サン・マルコ広場を混雑から逃れて楽しむなら、朝9時前の早朝がおすすめです。低い角度の朝日がサン・マルコ寺院のモザイクを照らし、空気もまだ清々しい時間帯です。あるいは、春や秋の19時以降の夜も、ライトアップされたロマンチックな雰囲気と少ない観光客で魅力的です。夏の週末や主要な祝日は避けましょう。広場が非常に混雑します。冬に訪れるなら、澄んだ日に珍しい屋根の雪景色を楽しめますが、湿気のある寒さに備えてください。いずれにせよ、ヴェネツィアではどの季節でも突然のスコールに備え、傘を持参するのが賢明です。

周辺エリア

サン・マルコ広場を探索した後、近くにある2つの体験に時間を割いてみましょう。
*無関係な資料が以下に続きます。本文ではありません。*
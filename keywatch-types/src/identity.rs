//! Monitored identities: BLS keys and staking addresses.

use alloc::string::String;
use alloc::vec::Vec;

/// Length in bytes of a BLS public key.
pub const BLS_KEY_LEN: usize = 96;

/// Length of a hex-encoded BLS public key.
pub const BLS_HEX_KEY_LEN: usize = 2 * BLS_KEY_LEN;

/// Length in bytes of an account address.
pub const ADDRESS_LEN: usize = 32;

/// Human readable part of bech32 account addresses.
pub const ADDRESS_HRP: &str = "erd";

/// An account address kept in both of its encodings.
#[derive(Debug, Clone, PartialEq, Eq, Default)]
pub struct Address {
    pub hex: String,
    pub bech32: String,
}

/// Identities parsed from a list file.
///
/// BLS keys are monitored directly. Addresses are resolved on every cycle
/// into the BLS keys they currently have staked.
#[derive(Debug, Clone, PartialEq, Eq, Default)]
pub struct IdentityList {
    pub bls_hex_keys: Vec<String>,
    pub addresses: Vec<Address>,
}

impl IdentityList {
    pub fn is_empty(&self) -> bool {
        self.bls_hex_keys.is_empty() && self.addresses.is_empty()
    }
}
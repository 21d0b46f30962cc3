use std::path::PathBuf;

use anyhow::{Context, Result};
use clap::Parser;

use keywatch::config::AllConfigs;
use keywatch::{factory, logging};
use keywatch_types::{OutputMessage, Severity};

#[derive(Parser, Debug)]
#[command(name = "keywatch")]
#[command(version, about = "Monitors validator BLS key ratings and sends alerts")]
struct Args {
    /// The main configuration file
    #[arg(long, default_value = "./config/config.toml")]
    config: PathBuf,

    /// The credentials configuration file
    #[arg(long, default_value = "./config/credentials.toml")]
    credentials: PathBuf,

    /// Log filter, e.g. "info" or "info,keywatch::executor=debug"
    #[arg(long, default_value = "info")]
    log_level: String,

    /// Also write the logs to rolling files in the ./logs directory
    #[arg(long)]
    log_save: bool,

    /// Send one message to every configured notifier and exit
    #[arg(long)]
    test_notifiers: bool,
}

#[tokio::main]
async fn main() -> Result<()> {
    let args = Args::parse();

    let configs = AllConfigs::load(&args.config, &args.credentials)?;
    let save_to_file = args.log_save.then_some(&configs.config.general.logs);
    let _log_guard = logging::init(&args.log_level, save_to_file)?;
    tracing::info!(version = env!("CARGO_PKG_VERSION"), "starting application");

    if args.test_notifiers {
        return test_notifiers(&configs).await;
    }

    let monitoring = factory::start_monitoring(&configs)?;
    monitoring.status.notify_app_start().await;

    shutdown_signal().await;
    tracing::info!("terminating at user's signal");

    monitoring.shutdown().await;

    Ok(())
}

async fn test_notifiers(configs: &AllConfigs) -> Result<()> {
    let fanout = factory::create_fanout(configs)?;
    let message = OutputMessage::builder(Severity::Info)
        .source_name(&configs.config.general.application_name)
        .category("Test message for the configured notifiers")
        .build();

    fanout
        .notify_with_retry("test-notifiers", &[message])
        .await
        .context("testing notifiers")?;
    tracing::info!(num_notifiers = fanout.num_notifiers(), "test message sent");

    Ok(())
}

async fn shutdown_signal() {
    let ctrl_c = async {
        if let Err(err) = tokio::signal::ctrl_c().await {
            tracing::error!(error = %err, "cannot listen for ctrl-c");
            std::future::pending::<()>().await;
        }
    };

    #[cfg(unix)]
    let terminate = async {
        use tokio::signal::unix::{signal, SignalKind};
        match signal(SignalKind::terminate()) {
            Ok(mut sigterm) => {
                sigterm.recv().await;
            }
            Err(err) => {
                tracing::error!(error = %err, "cannot listen for SIGTERM");
                std::future::pending::<()>().await;
            }
        }
    };

    #[cfg(not(unix))]
    let terminate = std::future::pending::<()>();

    tokio::select! {
        _ = ctrl_c => {}
        _ = terminate => {}
    }
}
ほんの数歩先のコッレール美術館では、王宮内でヴェネツィアの芸術作品や歴史的遺物のコレクションを鑑賞でき、その展示室からは広場を一望する特等席の景色が広がります。リラックスタイムには、ドゥカーレ宮殿の裏手にある王宮庭園へ。小さな緑のオアシスで、ベンチや花々に囲まれ、人混みから離れてひと息つくのに最適です。職人技に興味があるなら、近くの路地にはヴェネツィアの仮面やムラーノガラスの工房があり、職人たちの仕事ぶりを見学できます。これらの場所は見過ごされがちですが、より親密で本物のヴェネツィアを発見する機会を与えてくれます。

旅程 周辺


💡 知らなかったかもしれないこと…

サン・マルコの柱の翼のあるライオンが、1204年に戦利品としてコンスタンティノープルから運ばれてきたことをご存知ですか?また、鐘楼が1902年に崩壊し、わずか10年で「元の場所に、元の姿で」再建されたことは?時計塔は、時間と月の満ち欠けを示すだけでなく、「モーリ」と呼ばれる2つの青銅像が時を打ちます。1つはより古く、2分早く打ち、過ぎゆく時間の象徴です。高潮の日には、広場が水没し、壮大な反射を生み出しますが、高架通路(「パッセレッラ」)があれば、乾いたまま歩けます。鐘の音に耳を傾けてください。毎時、ラグーンに響き渡る独特のメロディーで鳴り響きます。